I bet you’d never have thought to travel from Bad Herrenalb to South America using public transport. I bet you wouldn’t have thought it was possible. I bet the vast majority of you haven’t got a clue of where in the world Bad Herrenalb is!

Fact is: Bad Herrenalb is a spa in the Black Forest and it does have a train station from where it’s perfectly safe and possible to travel to Frankfurt airport via Karlsruhe – as I learned from our friends today, when we visited them today, yes, you guessed it correctly: in Bad Herrenalb.

Bad Herrenalb’s claim to fame this year is the Gartenschau it is hosting: there are concerts, talks, loads of flowers, a little stream, and a few stands where you can get something to eat and drink. We had a great time walking around, catching up on each other’s lives. It was a great afternoon out, away from our routine, being with friends, enjoying life, good company and fresh air.

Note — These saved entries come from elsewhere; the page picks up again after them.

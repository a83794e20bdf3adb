use crate::{ReceiptTime, TimestampError};
use chrono::{DateTime, Datelike, Days, NaiveDate, TimeDelta, TimeZone, Utc};
use chrono_tz::Tz;

pub const DATETIME_FORMAT: &str = "%Y-%m-%d %H:%M:%S";

pub const DEFAULT_TIME_ZONE: Tz = chrono_tz::Europe::Dublin;

/// Receipt and event instants for one event, in the local zone and in UTC.
#[derive(Debug, Clone, PartialEq)]
pub struct ResolvedTimestamps {
    pub receipt_local: DateTime<Tz>,
    pub receipt_utc: DateTime<Utc>,
    pub event_local: DateTime<Tz>,
    pub event_utc: DateTime<Utc>,
    /// `receipt_utc - event_utc` in seconds.
    pub evt_to_rcpt_sec: f64,
    /// Receipt strictly after the event.
    pub time_ok: bool,
}

/// Places year-less receipt times and epoch event times in one zone.
#[derive(Debug, Clone, Copy, PartialEq, Eq)]
pub struct TimestampResolver {
    year: i32,
    zone: Tz,
}

impl TimestampResolver {
    pub fn new(year: i32, zone: Tz) -> Self {
        Self { year, zone }
    }

    pub fn year(&self) -> i32 {
        self.year
    }

    pub fn zone(&self) -> Tz {
        self.zone
    }

    /// Interpret a receipt time as wall-clock time in the configured year and zone.
    ///
    /// An ambiguous wall-clock time (autumn fall-back) resolves to the earlier
    /// instant. A time inside the spring-forward gap is read with the offset
    /// in force before the transition.
    pub fn localize_receipt(&self, receipt: &ReceiptTime) -> Result<DateTime<Tz>, TimestampError> {
        let naive = NaiveDate::from_ymd_opt(self.year, receipt.month, receipt.day)
            .ok_or(TimestampError::InvalidDate {
                year: self.year,
                month: receipt.month,
                day: receipt.day,
            })?
            .and_time(receipt.time);

        if let Some(dt) = self.zone.from_local_datetime(&naive).earliest() {
            return Ok(dt);
        }

        let shifted = naive + TimeDelta::hours(1);
        self.zone
            .from_local_datetime(&shifted)
            .earliest()
            .ok_or(TimestampError::NonexistentLocalTime(naive))
    }

    pub fn event_time(&self, epoch: i64) -> Result<DateTime<Tz>, TimestampError> {
        self.zone
            .timestamp_opt(epoch, 0)
            .single()
            .ok_or(TimestampError::OutOfRange(epoch))
    }

    pub fn resolve(
        &self,
        receipt: &ReceiptTime,
        event_ts: &str,
    ) -> Result<ResolvedTimestamps, TimestampError> {
        let receipt_local = self.localize_receipt(receipt)?;
        let event_local = self.event_time(parse_epoch(event_ts)?)?;

        let receipt_utc = receipt_local.with_timezone(&Utc);
        let event_utc = event_local.with_timezone(&Utc);
        let evt_to_rcpt_sec = seconds_between(event_utc, receipt_utc);

        Ok(ResolvedTimestamps {
            receipt_local,
            receipt_utc,
            event_local,
            event_utc,
            evt_to_rcpt_sec,
            time_ok: evt_to_rcpt_sec > 0.0,
        })
    }
}

pub fn parse_epoch(value: &str) -> Result<i64, TimestampError> {
    value
        .trim()
        .parse::<i64>()
        .map_err(|_| TimestampError::InvalidEpoch(value.to_string()))
}

/// Signed seconds from `from` to `to`, to microsecond precision.
pub fn seconds_between(from: DateTime<Utc>, to: DateTime<Utc>) -> f64 {
    let delta = to - from;
    match delta.num_microseconds() {
        Some(micros) => micros as f64 / 1_000_000.0,
        None => delta.num_seconds() as f64,
    }
}

/// Start and end dates of summer time under EU rules: the last Sunday of
/// March and the last Sunday of October.
pub fn eu_dst_dates(year: i32) -> Option<(NaiveDate, NaiveDate)> {
    Some((last_sunday(year, 3)?, last_sunday(year, 10)?))
}

/// Last Sunday of a 31-day month.
fn last_sunday(year: i32, month: u32) -> Option<NaiveDate> {
    let last = NaiveDate::from_ymd_opt(year, month, 31)?;
    let back = last.weekday().num_days_from_sunday();
    last.checked_sub_days(Days::new(u64::from(back)))
}
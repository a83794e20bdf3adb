use crate::node_directory::NodeDirectory;
use crate::timestamp::{TimestampResolver, DATETIME_FORMAT};
use crate::{NormalizeError, NormalizedEvent, RawEventPayload, ReceiptTime, RESERVED_KEYS};
use std::sync::Arc;
use tracing::debug;

/// Turns a decoded payload and its receipt time into an output row.
///
/// The node directory is shared read-only, so one directory can back
/// several normalizers running over different files.
#[derive(Debug, Clone)]
pub struct EventNormalizer {
    resolver: TimestampResolver,
    directory: Arc<NodeDirectory>,
}

impl EventNormalizer {
    pub fn new(resolver: TimestampResolver, directory: Arc<NodeDirectory>) -> Self {
        Self {
            resolver,
            directory,
        }
    }

    pub fn resolver(&self) -> &TimestampResolver {
        &self.resolver
    }

    pub fn directory(&self) -> &NodeDirectory {
        &self.directory
    }

    pub fn normalize(
        &self,
        receipt: &ReceiptTime,
        payload: &RawEventPayload,
    ) -> Result<NormalizedEvent, NormalizeError> {
        let event_ts = required(payload, "ts")?;
        let ne_id = required(payload, "id")?;
        let mt = required(payload, "mt")?;

        let times = self.resolver.resolve(receipt, event_ts)?;
        let (ne_code, ne_name) = self.directory.describe(ne_id);

        let fields = payload
            .iter()
            .filter(|(key, _)| !RESERVED_KEYS.contains(&key.as_str()))
            .map(|(key, value)| (key.clone(), value.clone()))
            .collect();

        let event = NormalizedEvent {
            receipt_dt: times.receipt_local.format(DATETIME_FORMAT).to_string(),
            receipt_dt_utc: times.receipt_utc.format(DATETIME_FORMAT).to_string(),
            event_ts: event_ts.to_string(),
            event_dt: times.event_local.format(DATETIME_FORMAT).to_string(),
            event_dt_utc: times.event_utc.format(DATETIME_FORMAT).to_string(),
            evt_to_rcpt_sec: times.evt_to_rcpt_sec,
            time_ok: times.time_ok,
            ne_id: ne_id.to_string(),
            ne_code,
            ne_name,
            mt: mt.to_string(),
            fields,
        };

        for (key, _) in event.extra_fields() {
            debug!("Payload key '{}' has no output column", key);
        }

        Ok(event)
    }
}

fn required<'a>(payload: &'a RawEventPayload, key: &'static str) -> Result<&'a str, NormalizeError> {
    payload
        .get(key)
        .map(String::as_str)
        .ok_or(NormalizeError::MissingField(key))
}
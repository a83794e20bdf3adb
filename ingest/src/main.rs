mod config;

use anyhow::Context;
use clap::Parser;
use config::{Cli, IngestConfig};
use siteboss_parser::{
    eu_dst_dates, ingest_file, open_sink, EventNormalizer, NodeDirectory, TimestampResolver,
};
use std::process::ExitCode;
use std::sync::Arc;
use std::time::Instant;
use tracing::{error, info, warn};
use tracing_subscriber::{layer::SubscriberExt, util::SubscriberInitExt};

fn main() -> ExitCode {
    // Initialize tracing
    tracing_subscriber::registry()
        .with(
            tracing_subscriber::EnvFilter::try_from_default_env()
                .unwrap_or_else(|_| "siteboss_ingest=info,siteboss_parser=info".into()),
        )
        .with(tracing_subscriber::fmt::layer().with_writer(std::io::stderr))
        .init();

    match run(Cli::parse()) {
        Ok(()) => ExitCode::SUCCESS,
        Err(e) => {
            error!("{:#}", e);
            ExitCode::FAILURE
        }
    }
}

fn run(cli: Cli) -> anyhow::Result<()> {
    let started = Instant::now();
    let config = IngestConfig::from_cli(cli)?;

    if let Some((dst_begin, dst_end)) = eu_dst_dates(config.year) {
        info!("DST Begin: {}", dst_begin.format("%A, %B %d, %Y"));
        info!("DST End  : {}", dst_end.format("%A, %B %d, %Y"));
    }

    let directory = load_nodes(&config);
    let normalizer = EventNormalizer::new(
        TimestampResolver::new(config.year, config.time_zone),
        Arc::new(directory),
    );

    let mut sink = open_sink(&config.output)
        .with_context(|| format!("failed to open output {}", config.output.display()))?;
    let summary = ingest_file(&config.log_file, &normalizer, sink.as_mut())
        .with_context(|| format!("failed to ingest {}", config.log_file.display()))?;

    println!("\n- END -");
    println!("{}", summary);
    println!("Output written to: {}", config.output.display());

    let elapsed = started.elapsed().as_secs();
    info!(
        "Execution time: {} hours, {} minutes, {} seconds",
        elapsed / 3600,
        (elapsed % 3600) / 60,
        elapsed % 60
    );
    Ok(())
}

/// A node file that cannot be loaded is reported once; ingestion continues
/// with every lookup missing.
fn load_nodes(config: &IngestConfig) -> NodeDirectory {
    let Some(path) = &config.nodes else {
        warn!("No node reference file given, node codes and names will be '?'");
        return NodeDirectory::empty();
    };

    match NodeDirectory::load(path) {
        Ok(directory) => directory,
        Err(e) => {
            error!("Node reference unavailable, continuing without it: {}", e);
            NodeDirectory::empty()
        }
    }
}
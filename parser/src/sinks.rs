// Sink selection by output file extension.

use crate::base_sink::EventSink;
use crate::{CsvSink, DuckDbSink, NdjsonSink, SinkError};
use std::path::Path;
use tracing::{info, warn};

#[derive(Debug, Clone, Copy, PartialEq, Eq)]
pub enum SinkFormat {
    Csv,
    Ndjson,
    DuckDb,
}

impl SinkFormat {
    pub fn extensions(&self) -> &'static [&'static str] {
        match self {
            SinkFormat::Csv => &["csv"],
            SinkFormat::Ndjson => &["ndjson", "jsonl"],
            SinkFormat::DuckDb => &["db", "duckdb"],
        }
    }

    pub fn from_extension(extension: &str) -> Option<Self> {
        let extension = extension.to_ascii_lowercase();
        [SinkFormat::Csv, SinkFormat::Ndjson, SinkFormat::DuckDb]
            .into_iter()
            .find(|format| format.extensions().contains(&extension.as_str()))
    }

    pub fn from_path(path: &Path) -> Option<Self> {
        path.extension()
            .and_then(|ext| ext.to_str())
            .and_then(Self::from_extension)
    }
}

/// Create the sink for `path`, falling back to CSV for unknown extensions.
pub fn open_sink(path: &Path) -> Result<Box<dyn EventSink>, SinkError> {
    let format = SinkFormat::from_path(path).unwrap_or_else(|| {
        warn!(
            "No sink registered for '{}', falling back to CSV",
            path.display()
        );
        SinkFormat::Csv
    });

    let sink: Box<dyn EventSink> = match format {
        SinkFormat::Csv => Box::new(CsvSink::create(path)?),
        SinkFormat::Ndjson => Box::new(NdjsonSink::create(path)?),
        SinkFormat::DuckDb => Box::new(DuckDbSink::create(path)?),
    };
    info!("Writing events to {} ({})", path.display(), sink.name());
    Ok(sink)
}
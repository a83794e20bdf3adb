use crate::{NormalizedEvent, SinkError};

/// Destination for normalized events.
///
/// Events arrive one at a time in input order. An implementation must have
/// made the event durable before `write_event` returns.
pub trait EventSink {
    /// Returns the name of this sink (e.g., "csv", "ndjson")
    fn name(&self) -> &'static str;

    fn write_event(&mut self, event: &NormalizedEvent) -> Result<(), SinkError>;

    /// Called once after the last event.
    fn finish(&mut self) -> Result<(), SinkError> {
        Ok(())
    }
}

/// In-memory sink, mostly for tests and embedding.
impl EventSink for Vec<NormalizedEvent> {
    fn name(&self) -> &'static str {
        "memory"
    }

    fn write_event(&mut self, event: &NormalizedEvent) -> Result<(), SinkError> {
        self.push(event.clone());
        Ok(())
    }
}

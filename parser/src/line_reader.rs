use crate::{LineError, LogLine, ReceiptTime, MONTHS};
use chrono::NaiveTime;
use std::io::{self, BufRead};
use tracing::warn;

/// Sequential reader yielding numbered log lines.
pub struct LineSource<R> {
    reader: R,
    line_number: usize,
}

impl<R: BufRead> LineSource<R> {
    pub fn new(reader: R) -> Self {
        Self {
            reader,
            line_number: 0,
        }
    }

    /// Number of lines yielded so far.
    pub fn lines_read(&self) -> usize {
        self.line_number
    }
}

impl<R: BufRead> Iterator for LineSource<R> {
    type Item = io::Result<LogLine>;

    fn next(&mut self) -> Option<Self::Item> {
        let mut buf = Vec::new();
        match self.reader.read_until(b'\n', &mut buf) {
            Ok(0) => None,
            Ok(_) => {
                self.line_number += 1;
                let text = match String::from_utf8(buf) {
                    Ok(text) => text,
                    Err(e) => {
                        warn!("Line {}: invalid UTF-8, decoding lossily", self.line_number);
                        String::from_utf8_lossy(e.as_bytes()).into_owned()
                    }
                };
                Some(Ok(LogLine {
                    number: self.line_number,
                    text,
                }))
            }
            Err(e) => Some(Err(e)),
        }
    }
}

/// A validated line: its receipt time and the tokens following it.
#[derive(Debug, Clone, PartialEq, Eq)]
pub struct TokenRun {
    pub receipt: ReceiptTime,
    pub remainder: Vec<String>,
}

pub fn month_number(token: &str) -> Option<u32> {
    MONTHS
        .iter()
        .position(|month| *month == token)
        .map(|idx| idx as u32 + 1)
}

/// Split a line on whitespace and validate the `<Mon> <Day> <HH:MM:SS>` prefix.
pub fn tokenize(line: &str) -> Result<TokenRun, LineError> {
    let mut tokens = line.split_whitespace();

    let month_token = tokens.next().ok_or(LineError::Empty)?;
    let month =
        month_number(month_token).ok_or_else(|| LineError::UnknownMonth(month_token.to_string()))?;

    let day_token = tokens.next().ok_or(LineError::MissingReceiptTime)?;
    let time_token = tokens.next().ok_or(LineError::MissingReceiptTime)?;

    let day = day_token
        .parse::<u32>()
        .ok()
        .filter(|day| (1..=31).contains(day))
        .ok_or_else(|| LineError::InvalidDay(day_token.to_string()))?;
    let time = NaiveTime::parse_from_str(time_token, "%H:%M:%S")
        .map_err(|_| LineError::InvalidTime(time_token.to_string()))?;

    Ok(TokenRun {
        receipt: ReceiptTime { month, day, time },
        remainder: tokens.map(str::to_string).collect(),
    })
}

We had a bit of a frank discussion with the event organisers at the end of our visit to the garden show. Turns out that people who have an ID showing that they are disabled and need a person to assist them can bring in that person for free. The three of us had to pay 37 euro entrance fee for the afternoon, which is not exactly cheap for a walk in a park, when one of us should have been able to go in for free accompanying Pádraig, bringing the entrance fee down to 24 euro. Turns out that this reduction only applies to persons with a disability ID card showing the letter ‘B’ for ‘Begetter’ or companion. Now, there are two obvious things to note here: one is that it only works for Germans with a German disability card; the other one is that there is no doubt in anybody’s mind that Pádraig is disabled and does require assistance. But – Germans being Germans, and the organisers of the garden show being who they are, they were unable to apply common sense – but followed orders: no card, no free ticket. No matter what. A piece of paper effectively overwriting reality. Unreal, isn’t it?